> On Jun 9, 2016, at 9:42 AM, Dave Abrahams via swift-evolution
> <[email protected]> wrote:
>
>
> If your code has many manual type erasing wrappers corresponding to
> protocols with associated types and/or Self requirements that also never
> have to trap type mismatches, that would certainly be instructive
> empirical data. Would you care to share the protocols and wrappers you
> are talking about?
>
>
> --
> Dave
Part of the problem is you get used to living inside the cell and forget what
life might be like on the outside. I don’t run in to many cases anymore because
I know they won’t work and pre-emotively constrain my designs to fit into the
existing restrictions.
Sorry for the long bit of code, I tried to boil it down to the absolute
minimum. It has the advantage of being actual shipping code:
public protocol AnyMutationOperation {
func __mutate(object: Any) -> Any
}
public protocol MutationOperation: AnyMutationOperation {
associatedtype ObjectType: MutatableSyncable
func _mutate(object: ObjectType) -> ObjectType
}
public protocol MutatableSyncable {
var _operations: [AnyMutationOperation] { get set }
mutating func mutate<T: MutationOperation where T.ObjectType ==
Self>(mutation: T) -> Self
}
extension MutatableSyncable {
mutating func mutate<T: MutationOperation where T.ObjectType ==
Self>(mutation: T) -> Self {
self._operations.append(mutation)
return mutation._mutate(self)
}
mutating func _mutate(mutation: AnyMutationOperation) -> Self {
return mutation.__mutate(self) as! Self
}
}
extension MutationOperation {
func __mutate(object: Any) -> Any {
return self._mutate(object as! ObjectType)
}
}
struct Model: MutatableSyncable {
var _operations: [AnyMutationOperation] = []
var name: String = ""
}
struct ChangeNameOperation: MutationOperation {
var newName: String
func _mutate(object: Model) -> Model {
var copy = object
copy.name = self.newName
return object
}
}
AnyMutationOperation, the force casting, etc are all to work around the
inability to call MutatableSyncable.mutate() with MutationOperations that came
from the database.
// at local point of mutation, works fine
var model = Model()
let op = ChangeNameOperation(newName: "bob")
model.mutate(op)
// when trying to rollback/rollforward in sync manager, which handles many
model and mutation types
var model: MutatableSyncable = …
// this can't even be MutationOperation
let op: AnyMutationOperation = …
// ERROR, can't do that!
//model.mutate(op)
// Better hope none of those force casts trap!
model._mutate(op)
We didn’t want to encode a massive list of 100s of types in a big ol’ switch
statement because we’re modeling every single mutable field as a separate
MutationOperation. All we know in the sync manager is we have a
MutatableSyncable and some MutationOperation (but in our type-erased
AnyMutationOperation). So we have a fragile system that traps if anyone makes a
mistake. I’d much rather be able to unwrap the existential and validate that
the operation’s ObjectType matches the model’s concrete type, then call the
generic version of mutate().
There is another place where we want to find the ObjectManager<T: ModelType>
for the model type T, then call it but we run into the same associated types
problem. We couldn’t create a Dictionary<ModelType, ObjectManager<ModelType>>
because ObjectManager has associated types.

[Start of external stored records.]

//! countries command - List the countries of visited cities

use anyhow::Result;

use super::list::EMPTY_LIST_HINT;
use super::{ensure_no_error, open_store, print_json};
use crate::cli::Context;
use crate::ui::output::{self, format_country_line};

/// List the distinct countries of visited cities.
pub async fn countries(ctx: &Context) -> Result<()> {
    let store = open_store(ctx).await?;
    let state = store.snapshot();
    ensure_no_error(&state)?;

    let countries = state.countries();

    if ctx.json {
        return print_json(&countries);
    }

    if countries.is_empty() {
        output::print(EMPTY_LIST_HINT, ctx.verbosity);
        return Ok(());
    }

    for country in &countries {
        output::print(format_country_line(country), ctx.verbosity);
    }
    Ok(())
}
//! show command - Show one city in detail
//!
//! The initial load runs first, as it does for every command; a failure there
//! does not stop the city fetch, and a successful fetch clears the error.

use anyhow::{Context as _, Result};

use super::{ensure_no_error, open_store, print_json};
use crate::cli::Context;
use crate::core::types::CityId;
use crate::ui::output::{self, format_city_detail};

/// Show one city in detail.
pub async fn show(ctx: &Context, id: CityId) -> Result<()> {
    let store = open_store(ctx).await?;
    store.get_city(id).await;

    let state = store.snapshot();
    ensure_no_error(&state)?;

    let city = state
        .current_city
        .as_ref()
        .context("no city was loaded")?;

    if ctx.json {
        return print_json(city);
    }

    output::print(format_city_detail(city), ctx.verbosity);
    Ok(())
}
//! store::state
//!
//! The cities state and its reducer.
//!
//! # Invariants
//!
//! - `cities` never holds two records with the same id.
//! - The state is loading exactly while at least one operation has started
//!   and not yet settled.
//! - `error` is the message of the latest rejection, cleared by the next
//!   successful transition.
//!
//! Applying a terminal transition when nothing is pending breaks the
//! request/response pairing and panics.

use serde::Serialize;

use super::action::Action;
use crate::core::types::{countries_of, City, CityId, Country};

/// Snapshot of everything the store knows.
#[derive(Debug, Clone, Default, PartialEq, Serialize)]
#[serde(rename_all = "camelCase")]
pub struct CitiesState {
    /// Every known city, without duplicate ids
    pub cities: Vec<City>,
    /// The last city loaded or created
    pub current_city: Option<City>,
    /// Message of the latest failure, empty when the last transition succeeded
    pub error: String,
    /// Operations started and not yet settled
    #[serde(skip)]
    pending: usize,
}

impl CitiesState {
    /// Whether any operation is in flight.
    pub fn is_loading(&self) -> bool {
        self.pending > 0
    }

    /// Number of operations in flight.
    pub fn pending(&self) -> usize {
        self.pending
    }

    /// Id of the current city.
    pub fn current_id(&self) -> Option<CityId> {
        self.current_city.as_ref().map(|c| c.id)
    }

    /// Whether a failure message is showing.
    pub fn has_error(&self) -> bool {
        !self.error.is_empty()
    }

    /// Find a city in the list by id.
    pub fn city(&self, id: CityId) -> Option<&City> {
        self.cities.iter().find(|c| c.id == id)
    }

    /// Distinct countries of the listed cities.
    pub fn countries(&self) -> Vec<Country> {
        countries_of(&self.cities)
    }

    /// Apply one transition in place.
    pub fn apply(&mut self, action: Action) {
        if action.is_terminal() {
            assert!(
                self.pending > 0,
                "transition '{}' applied with no operation pending",
                action.kind()
            );
            self.pending -= 1;
        }

        match action {
            Action::Loading => {
                self.pending += 1;
            }
            Action::CitiesLoaded(cities) => {
                self.cities = without_duplicates(cities);
                self.error.clear();
            }
            Action::CityLoaded(city) => {
                self.current_city = Some(city);
                self.error.clear();
            }
            Action::CityCreated(city) => {
                self.upsert(city.clone());
                self.current_city = Some(city);
                self.error.clear();
            }
            Action::CityStored(city) => {
                self.upsert(city);
                self.error.clear();
            }
            Action::CityDeleted(id) => {
                self.cities.retain(|c| c.id != id);
                self.error.clear();
            }
            Action::Rejected(message) => {
                self.error = message;
            }
            Action::Discarded => {}
        }
    }

    /// Replace the record with the same id, or append.
    fn upsert(&mut self, city: City) {
        match self.cities.iter().position(|c| c.id == city.id) {
            Some(index) => self.cities[index] = city,
            None => self.cities.push(city),
        }
    }
}

/// Apply one transition to a state, returning the next state.
///
/// # Example
///
/// ```
/// use worldwise::store::{reduce, Action, CitiesState};
///
/// let state = reduce(CitiesState::default(), Action::Loading);
/// assert!(state.is_loading());
///
/// let state = reduce(state, Action::Rejected("offline".into()));
/// assert!(!state.is_loading());
/// assert_eq!(state.error, "offline");
/// ```
pub fn reduce(mut state: CitiesState, action: Action) -> CitiesState {
    state.apply(action);
    state
}

/// Keep the first record for each id.
fn without_duplicates(cities: Vec<City>) -> Vec<City> {
    let mut unique: Vec<City> = Vec::with_capacity(cities.len());
    for city in cities {
        if unique.iter().all(|c| c.id != city.id) {
            unique.push(city);
        } else {
            log::warn!("dropping duplicate city id {} from list response", city.id);
        }
    }
    unique
}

In that case the list of model types was constrained enough we went for the big
switch statement but it takes Any so is completely unchecked by the compiler
even though we know that we could constrain it to be type safe:
func saveFromServer(model: Any) throws {
switch model {
case let model as PGReportTypeFullModel:
try self.reportTypeManager.saveFromServer(model)
// lots of others here ...
}
}
I’ll see if I can find some more examples later.